NIH/3T3 fibroblasts were transfected with an αSMA-luciferase and Postn-luciferase promoter plasmids^{[72 (link),74 (link)]}. Transfection conditions (1.66 μg DNA/μL Lipofectamine 3000) were selected so as to maximize transfection efficiency (here, 65%) while retaining cell morphology and health. Transfected NIH/3T3 fibroblasts were encapsulated (5 × 10⁶ cells mL⁻¹) in 50 mol% LOV2-Jα hydrogels in three polystyrene 24-well cell culture plates (Corning) under three different material conditions: 1) continuous flood exposure (λ = 470 nm, 1 mW cm⁻²) giving rise to softer gels; 2) dark culture yielding comparatively stiff materials; and 3) shuttered light exposure (1 min on, 4 min off).

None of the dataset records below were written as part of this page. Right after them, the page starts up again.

//! CLI argument definitions.

use std::path::PathBuf;

use clap::{Parser, Subcommand, ValueEnum};
use clap_verbosity_flag::{InfoLevel, Verbosity};
use colorchoice_clap::Color;

#[derive(Parser)]
#[command(
    name = "listmatch",
    version,
    about = "Match noisy product listings to a canonical product catalog",
    long_about = "Match noisy product listings to a canonical product catalog.\n\n\
                  A listing is kept only when its title and manufacturer both match a\n\
                  product perfectly. Results are written as JSON lines, one product per line."
)]
pub struct Cli {
    #[command(subcommand)]
    pub command: Command,

    /// Adjust log verbosity (-v for debug, -vv for trace, -q for warnings only).
    #[command(flatten)]
    pub verbosity: Verbosity<InfoLevel>,

    /// Control ANSI color output (auto, always, never).
    #[command(flatten)]
    pub color: Color,

    /// Explicit log level (overrides -v/-q flags).
    #[arg(long = "log-level", value_enum, global = true)]
    pub log_level: Option<LogLevelArg>,

    /// Log output format (pretty for human, json for machine parsing).
    #[arg(
        long = "log-format",
        value_enum,
        default_value = "pretty",
        global = true
    )]
    pub log_format: LogFormatArg,

    /// Write logs to a file instead of stderr.
    #[arg(long = "log-file", value_name = "PATH", global = true)]
    pub log_file: Option<PathBuf>,

    /// Prefix pretty and compact log lines with a timestamp.
    #[arg(long = "log-timestamps", global = true)]
    pub log_timestamps: bool,
}

#[derive(Subcommand)]
pub enum Command {
    /// Match listings against products and write the retained groups.
    Match(MatchArgs),
}

#[derive(Parser)]
pub struct MatchArgs {
    /// Product catalog, one JSON object per line.
    #[arg(value_name = "PRODUCTS")]
    pub products: PathBuf,

    /// Listings to resolve, one JSON object per line.
    #[arg(value_name = "LISTINGS")]
    pub listings: PathBuf,

    /// Write results to a file instead of stdout.
    #[arg(long = "output", short = 'o', value_name = "PATH")]
    pub output: Option<PathBuf>,

    /// Classify listings on a worker pool.
    #[arg(long = "parallel")]
    pub parallel: bool,

    /// Worker count for parallel runs (implies --parallel).
    #[arg(long = "jobs", short = 'j', value_name = "N")]
    pub jobs: Option<usize>,

    /// Listings per work unit in parallel runs.
    #[arg(long = "chunk-size", value_name = "N", default_value_t = 256)]
    pub chunk_size: usize,

    /// Progress report cadence, in thousandths of the listings.
    #[arg(long = "progress-permille", value_name = "N", default_value_t = 1)]
    pub progress_permille: usize,

    /// Print a per-stage summary table to stderr.
    #[arg(long = "summary")]
    pub summary: bool,
}

/// CLI log level choices.
#[derive(Clone, Copy, ValueEnum)]
pub enum LogLevelArg {
    Error,
    Warn,
    Info,
    Debug,
    Trace,
}

/// CLI log format choices.
#[derive(Clone, Copy, ValueEnum)]
pub enum LogFormatArg {
    Pretty,
    Compact,
    Json,
}
use listmatch_model::{Listing, Product, ProductGroup};
use serde_json::json;

#[test]
fn product_reads_source_keys() {
    let product: Product = serde_json::from_str(
        r#"{"product_name":"Samsung_TL240","manufacturer":"Samsung","model":"TL240","family":"","announced-date":"2010-01-05T19:00:00.000-05:00"}"#,
    )
    .expect("parse product");

    assert_eq!(product.name, "Samsung_TL240");
    assert_eq!(product.manufacturer.as_deref(), Some("Samsung"));
    assert_eq!(product.model.as_deref(), Some("TL240"));
    assert_eq!(product.family.as_deref(), Some(""));
    assert!(product.announced_date.is_some());
}

#[test]
fn product_without_optional_fields() {
    let product: Product =
        serde_json::from_str(r#"{"product_name":"Nikon D90"}"#).expect("parse product");
    assert_eq!(product, Product::new("Nikon D90", None));
}

#[test]
fn product_requires_name() {
    let result = serde_json::from_str::<Product>(r#"{"manufacturer":"Nikon"}"#);
    assert!(result.is_err());
}

#[test]
fn listing_tolerates_missing_and_extra_fields() {
    let listing: Listing = serde_json::from_str(r#"{"title":"Nikon D90 Body Only","seller":"x"}"#)
        .expect("parse listing");
    assert_eq!(listing.title(), Some("Nikon D90 Body Only"));
    assert!(listing.manufacturer.is_none());
    assert!(listing.currency.is_none());
    assert!(listing.price.is_none());
}

#[test]
fn listing_serializes_exactly_four_fields_in_order() {
    let listing =
        Listing::new("Nikon D90 Body Only", Some("Nikon Inc")).with_price("USD", "499.99");
    let text = serde_json::to_string(&listing).expect("serialize listing");
    assert_eq!(
        text,
        r#"{"title":"Nikon D90 Body Only","manufacturer":"Nikon Inc","currency":"USD","price":"499.99"}"#
    );

    let bare = serde_json::to_value(Listing::default()).expect("serialize listing");
    assert_eq!(
        bare,
        json!({"title": null, "manufacturer": null, "currency": null, "price": null})
    );
}

#[test]
fn listing_price_passes_through_numbers() {
    let listing: Listing =
        serde_json::from_str(r#"{"title":"x","price":35.99}"#).expect("parse listing");
    assert_eq!(listing.price, Some(json!(35.99)));
}

#[test]
fn product_group_serializes_name_then_listings() {
    let group = ProductGroup {
        product_name: "Nikon D90".to_string(),
        listings: vec![Listing::new("Nikon D90 Body Only", Some("Nikon"))],
    };
    let text = serde_json::to_string(&group).expect("serialize group");
    assert!(text.starts_with(r#"{"product_name":"Nikon D90","listings":[{"title""#));
}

After cultured maintenance of these light exposure conditions for 48 h, samples were ground with a mortar and pestle and resuspended in lysis buffer (50 μL, 1% Triton, 100 mM Tris-HCl, 2 nM EDTA, 2 mM DTT) prior to luciferase analysis (Pierce Firefly Luciferase Glow Assay, Thermo Fisher). Luciferase activity was measured in triplicate for each material condition.